Hüften als Gelenk in der Demografie-Debatte

JU-Chef Mißfelder trifft mit seinem Vorschlag zwar nicht ins Schwarze, aber mitten in drei aktuelle Fragen: Sollen medizinische Leistungen für Alte begrenzt werden? Wen trifft die Schrumpfung der Sozialsysteme? Werden die Politiker der demografischen Herausforderung gerecht?

BERLIN taz ■ Einen „Generationenkrieg“ habe der JU-Chef mit seinem Hüftgelenk-Satz entfacht, meinen viele der seit Sonntag dazu befragten Politiker und Politikerinnen. Der Tenor ihrer Antworten: Der Bengel solle die Senioren nicht verunsichern. Aber über „Generationengerechtigkeit“ müsse man reden.

Muss man? Die empirische Sozialforschung zuckt die Schultern: Einen Generationenkonflikt in der Alltagssicht der Menschen sei nicht nachweisbar. Doch, man muss aber, fanden erst vor zwei Wochen etwa ein paar CDU-, FDP- und Grünen-Abgeordnete unter 40 Jahren. Sie forderten, die Renten nicht mehr steigen zu lassen. Außerdem müsse die gesamte Politik unter dem Generationen-Gesichtspunkt durchforstet werden nach der Fragestellung: „Welche Altersgruppe profitiert von diesem Gesetz, welche zahlt drauf?“.

Wenn es um Männer und Frauen geht, heißt dieses Durchforsten Gender-Mainstreaming – in Anlehnung daran dürfte man von „Generation-Mainstreaming“ sprechen. Vermutlich handelt es sich dabei um einen Trend: Immer mehr jungen Menschen fällt auf, dass sie in der Minderheit sind. Und sie haben den Verdacht, dass Politik grundsätzlich nicht gegen die Interessen der Rentner stattfindet, weil die erstens ein Drittel der Wählerschaft ausmachen und zweitens schnell hysterisch werden. Das reizt zu Provokationen.

Das Generationenthema ist heuer jedoch nicht nur beim politischen Nachwuchs ganz weit vorne in den Köpfen. Es findet auch beim gegenwärtigen Abbau des Wohlfahrtsstaats Anwendung: Kürzungen der Sozialsysteme werden damit gerechtfertigt, dass es gälte, ein neues Gleichgewicht zwischen den Belastungen für Ältere und den Belastungen für Jüngere zu finden. Gesundheitsministerin Ulla Schmidt (SPD) sagt das gerne so.

Weil jedoch ein bloßes Eindampfen von Gesundheit, Pflege und Rentenansprüchen vielen Sozialpolitikern dann doch nicht befriedigend erscheint, reden sie ausnahmsweise auch über die Zukunft jenseits der nächsten Bundestagswahl. Und die ist alt. Heute kommen auf 100 Erwerbsfähige 44 Über-60-Jährige. 2030 werden es 71 sein.

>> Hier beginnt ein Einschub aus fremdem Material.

impl PullState {
    pub fn new(config: PullConfig, seed: u64) -> Self {
        let mut rng = GameRng::new(seed);
        let next = rng.pick(&PieceKind::STANDARD).unwrap_or(PieceKind::T);
        let board = Board::new(COLUMNS, rows_for(config.height));
        let mut state = Self {
            config,
            stage: PullStage::Playing,
            score: 0,
            best: 0,
            board,
            waiting: Vec::new(),
            flying: Vec::new(),
            next,
            drag: None,
            events: Vec::new(),
            rng,
            ids: IdGen::default(),
        };
        state.spawn_batch();
        state
    }

    pub fn field_height(&self) -> f32 {
        self.board.height() as f32 * CELL
    }

    pub fn reset(&mut self) {
        self.board = Board::new(COLUMNS, rows_for(self.config.height));
        self.stage = PullStage::Playing;
        self.score = 0;
        self.waiting.clear();
        self.flying.clear();
        self.drag = None;
        self.events.push(GameEvent::Start);
        self.spawn_batch();
        log::info!("pull_tetris: new run, {} rows", self.board.height());
    }

    /// Line up 1 to `max_batch` pieces across the top, led by the announced kind
    pub fn spawn_batch(&mut self) {
        self.drag = None;
        let count = self.rng.range_u32(1, self.config.max_batch.max(1));
        let segment = FIELD_WIDTH / count as f32;
        for i in 0..count {
            let kind = if i == 0 {
                self.next
            } else {
                self.rng.pick(&PieceKind::STANDARD).unwrap_or(PieceKind::O)
            };
            let pos = Vec2::new(segment * (i as f32 + 0.5), 100.0 + (i % 2) as f32 * 70.0);
            let id = self.ids.next_id();
            let mut piece = PullPiece::new(id, kind, pos);
            let half = piece.half_width();
            piece.pos.x = piece.pos.x.clamp(half, FIELD_WIDTH - half);
            self.waiting.push(piece);
        }
        self.next = self.rng.pick(&PieceKind::STANDARD).unwrap_or(PieceKind::T);
        log::debug!("pull_tetris: batch of {}, next {:?}", count, self.next);
    }

    pub fn grab(&mut self, pos: Vec2) {
        if self.stage != PullStage::Playing || self.drag.is_some() {
            return;
        }
        if let Some(piece) = self.waiting.iter().find(|p| p.contains(pos)) {
            self.drag = Some(Drag {
                piece: piece.id,
                start: pos,
                current: pos,
                hold: Countdown::new(self.config.hold_timeout),
            });
        }
    }

    pub fn pull(&mut self, pos: Vec2) {
        if let Some(drag) = self.drag.as_mut() {
            drag.current = pos;
        }
    }

    /// Let go: the piece flies along the drag vector
    pub fn release(&mut self) {
        let Some(drag) = self.drag.take() else {
            return;
        };
        let mut vel = drag.vector() * self.config.launch_scale;
        vel = vel.clamp_length_max(self.config.max_speed);
        self.launch(drag.piece, vel);
        self.events.push(GameEvent::Shoot);
    }

    fn launch(&mut self, id: u32, vel: Vec2) {
        if let Some(i) = self.waiting.iter().position(|p| p.id == id) {
            let mut piece = self.waiting.remove(i);
            piece.vel = vel;
            self.flying.push(piece);
        }
    }

    /// Would a piece with these mino offsets overlap anything at `pos`?
    fn blocked(&self, offsets: &[Vec2], pos: Vec2) -> bool {
        let floor = self.field_height();
        offsets.iter().any(|o| {
            let r = Rect::from_center(pos + *o * CELL, Vec2::splat(CELL - 2.0 * SKIN));
            if r.x < 0.0 || r.right() > FIELD_WIDTH || r.bottom() > floor {
                return true;
            }
            let (c0, c1) = ((r.x / CELL).floor() as i32, (r.right() / CELL).floor() as i32);
            let (r0, r1) = ((r.y / CELL).floor() as i32, (r.bottom() / CELL).floor() as i32);
            (r0..=r1).any(|y| (c0..=c1).any(|x| self.board.is_occupied(x, y)))
        })
    }

    /// Move along one axis in sub-pixel steps, stopping at first contact.
    /// Returns whether something was hit.
    fn sweep(&self, piece: &mut PullPiece, delta: Vec2) -> bool {
        let steps = delta.abs().max_element().ceil().max(1.0) as u32;
        let step = delta / steps as f32;
        for _ in 0..steps {
            let next = piece.pos + step;
            if self.blocked(&piece.offsets, next) {
                return true;
            }
            piece.pos = next;
        }
        false
    }

    fn step_piece(&self, piece: &mut PullPiece, frames: f32) {
        let cfg = &self.config;
        piece.vel.y += cfg.gravity * frames;
        piece.vel = piece.vel.clamp_length_max(cfg.max_speed);
        if self.sweep(piece, Vec2::new(piece.vel.x * frames, 0.0)) {
            piece.vel.x = -piece.vel.x * cfg.restitution;
        }
        if self.sweep(piece, Vec2::new(0.0, piece.vel.y * frames)) {
            if piece.vel.y > 0.0 {
                piece.vel.x *= 1.0 - cfg.ground_drag;
            }
            piece.vel.y = -piece.vel.y * cfg.restitution;
        }
    }

    /// Snap a resting piece onto the grid and break it into minos
    fn settle(&mut self, mut piece: PullPiece) {
        let first = piece.minos().next().unwrap_or(piece.pos);
        let snapped = ((first - CELL * 0.5) / CELL).round() * CELL + CELL * 0.5;
        piece.pos += snapped - first;

        let mut above_field = false;
        for c in piece.minos() {
            let col = ((c.x - CELL * 0.5) / CELL).round() as i32;
            let row = ((c.y - CELL * 0.5) / CELL).round() as i32;
            if row < 0 {
                above_field = true;
            } else if !self.board.is_occupied(col, row) {
                self.board.set(col, row, Some(piece.kind));
            }
        }
        self.events.push(GameEvent::Snap);

        let cleared = self.board.clear_full_rows();
        if cleared > 0 {
            self.score += cleared as u64 * self.config.line_points;
            self.events.push(GameEvent::LineClear(cleared));
            log::debug!("pull_tetris: cleared {} rows", cleared);
        }

        if above_field || self.topped_out() {
            self.game_over();
        }
    }

    fn topped_out(&self) -> bool {
        (0..self.board.height())
            .filter(|&y| (y as f32 + 0.5) * CELL < self.config.top_line)
            .any(|y| self.board.row_has_block(y))
    }

    fn game_over(&mut self) {
        self.stage = PullStage::GameOver;
        self.drag = None;
        self.best = self.best.max(self.score);
        self.events.push(GameEvent::GameOver);
        log::info!("pull_tetris: game over, score {}", self.score);
    }

    fn drop_held(&mut self) {
        if let Some(drag) = self.drag.take() {
            self.launch(drag.piece, Vec2::ZERO);
        }
    }
}

pub fn tick(state: &mut PullState, dt: f32) {
    if state.stage != PullStage::Playing {
        return;
    }
    let frames = dt * 60.0;

    let expired = state.drag.as_mut().is_some_and(|d| d.hold.tick(dt));
    if expired {
        state.drop_held();
    }
    let dragging = state.drag.is_some();

    let floor = state.field_height();
    let mut resting = Vec::new();
    let mut discarded = false;
    let mut flying = std::mem::take(&mut state.flying);
    flying.retain_mut(|piece| {
        state.step_piece(piece, frames);
        if piece.pos.y > floor + state.config.discard_margin {
            discarded = true;
            log::debug!("pull_tetris: piece {} fell out", piece.id);
            return false;
        }
        // Settling waits while the player is aiming
        if dragging {
            return true;
        }
        if piece.vel.length() < state.config.rest_speed {
            piece.still_frames += 1;
        } else {
            piece.still_frames = 0;
        }
        if piece.still_frames >= state.config.settle_frames {
            resting.push(piece.clone());
            return false;
        }
        true
    });
    state.flying = flying;

    let landed = !resting.is_empty();
    for piece in resting {
        state.settle(piece);
        if state.stage != PullStage::Playing {
            return;
        }
    }
    if (landed || discarded) && state.waiting.is_empty() {
        state.spawn_batch();
    }
}

fn draw_piece(list: &mut DrawList, piece: &PullPiece, alpha: f32) {
    let color = with_alpha(piece_color(piece.kind), alpha);
    for c in piece.minos() {
        list.rect(Rect::from_center(c, Vec2::splat(CELL)).inset(1.0), color);
    }
}

pub fn draw(state: &PullState, list: &mut DrawList) {
    list.clear = [0.12, 0.16, 0.23, 1.0];
    shapes::board(list, &state.board, Vec2::ZERO, CELL);
    list.line(
        Vec2::new(0.0, state.config.top_line),
        Vec2::new(FIELD_WIDTH, state.config.top_line),
        with_alpha(colors::BAD, 0.5),
        2.0,
    );

    for piece in &state.waiting {
        let held = state.drag.as_ref().is_some_and(|d| d.piece == piece.id);
        draw_piece(list, piece, if held { 1.0 } else { 0.85 });
    }
    for piece in &state.flying {
        draw_piece(list, piece, 1.0);
    }

    if let Some(drag) = &state.drag {
        list.line(drag.start, drag.current, with_alpha(colors::TEXT, 0.7), 2.0);
        list.line(drag.start, drag.start + drag.vector(), colors::COIN, 3.0);
        list.circle(drag.start, 4.0, colors::BAD);
    }

    list.text(Vec2::new(12.0, 28.0), format!("Score: {}", state.score), 20.0, colors::TEXT, Align::Left);
    list.text(
        Vec2::new(FIELD_WIDTH - 12.0, 28.0),
        format!("Next: {:?}", state.next),
        14.0,
        colors::DIM,
        Align::Right,
    );

    if state.stage == PullStage::GameOver {
        shapes::banner(
            list,
            "GAME OVER",
            &[format!("Score: {}", state.score), "Tap to try again".to_string()],
        );
    }
}

impl Game for PullState {
    fn kind(&self) -> GameKind {
        GameKind::PullTetris
    }

    fn phase(&self) -> RunPhase {
        match self.stage {
            PullStage::Playing => RunPhase::Playing,
            PullStage::GameOver => RunPhase::GameOver,
        }
    }

    fn press(&mut self, action: Action) {
        if self.stage == PullStage::GameOver && action == Action::Confirm {
            self.reset();
        }
    }

    fn pointer(&mut self, pointer: Pointer) {
        match (self.stage, pointer) {
            (PullStage::GameOver, Pointer::Down(_)) => self.reset(),
            (PullStage::Playing, Pointer::Down(pos)) => self.grab(pos),
            (_, Pointer::Move(pos)) => self.pull(pos),
            (_, Pointer::Up(pos)) => {
                self.pull(pos);
                self.release();
            }
        }
    }

    fn tick(&mut self, dt: f32) {
        tick(self, dt);
    }

    fn take_events(&mut self) -> Vec<GameEvent> {
        std::mem::take(&mut self.events)
    }

    fn hud(&self) -> Hud {
        Hud {
            score: self.score,
            best: self.best,
            info: format!("Next: {:?}", self.next),
            message: None,
        }
    }

    fn draw(&self, list: &mut DrawList) {
        draw(self, list);
    }

    fn view_size(&self) -> Vec2 {
        Vec2::new(FIELD_WIDTH, self.field_height())
    }

    /// Height follows the screen's aspect ratio; a field with settled minos
    /// keeps its rows until the next run.
    fn resize(&mut self, size: Vec2) {
        if size.x <= 0.0 || size.y <= 0.0 {
            return;
        }
        self.config.height = (size.y * FIELD_WIDTH / size.x).clamp(MIN_ROWS as f32 * CELL, 960.0);
        let rows = rows_for(self.config.height);
        if rows != self.board.height() && self.board.filled_count() == 0 && self.flying.is_empty() {
            self.board = Board::new(COLUMNS, rows);
        }
    }

    fn final_score(&self) -> u64 {
        self.score
    }

    fn set_best(&mut self, best: u64) {
        self.best = self.best.max(best);
    }

    /// Aim the first waiting piece at the lowest column
    fn autoplay(&mut self) {
        if self.stage == PullStage::GameOver {
            self.reset();
            return;
        }
        if self.drag.is_some() || !self.flying.is_empty() {
            return;
        }
        let Some(piece) = self.waiting.first() else {
            return;
        };
        let heights = self.board.column_heights();
        let target = heights
            .iter()
            .enumerate()
            .min_by_key(|&(_, h)| *h)
            .map(|(x, _)| x)
            .unwrap_or(0);
        let target_x = (target as f32 + 0.5) * CELL;
        let grab = piece.minos().next().unwrap_or(piece.pos);
        let aim = Vec2::new((target_x - piece.pos.x) * 0.15, 0.0);
        self.grab(grab);
        self.pull(grab + aim);
        self.release();
    }
}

Das heißt: In dreißig Jahren werden mehr Rentner Rente brauchen, mehr Altersschwache Pflege und mehr 85-Jährige eine neue Hüfte. Das gilt auch dann, wenn Krankheit und Verfall in immer spätere Lebensjahre hinausgezögert werden können. 76 Prozent der Bevölkerung sollen sich lauter einer Forsa-Umfrage vom Mai dieser „demografischen Herausforderung“ bereits bewusst sein – und sie werfen der Politik vor, dringend notwendige Entscheidungen auf die lange Bank zu schieben.

Auf diese Weise kreuzt Mißfelders Äußerung drei aktuelle Fragen: erstens, ob eine Reform des Gesundheitssystems es zulässt, Leistungen für alte Menschen zu rationieren. Zweitens, ob die Schrumpfung der Sozialsysteme auf Kosten eher der Jungen oder eher der Alten geht – oder nicht schlichtweg auf Kosten der Armen. Und drittens, ob die Politik sich dem demografischen Wandel stellt und Zuwanderung ermöglicht – oder ob Privatisierung die einzige Lösung ist.

Für die Antworten wird die Gesellschaft noch ein bisschen brauchen. Für den Anfang empfiehlt sich Faktenstudium: Die Deutsche Gesellschaft für Orthopädie und orthopädische Chirurgie schätzt, dass jährlich rund 180.000 Hüftgelenke eingebaut werden, Behandlungskosten betrügen etwa 5.000 Euro pro Hüfte. Der Durchschnittspatient, sagt der Sekretär der Gesellschaft, Georg Holfelder, sei „um die 60 Jahre alt“. Und im Übrigen „kann eine derartig schwere Operation nur medizinisch begründet werden“. Entscheidend dürfe nicht das Alter sein, „sondern ob ein Patient danach schmerzfrei gehen kann“. Alles andere sei „natürlich inhuman“.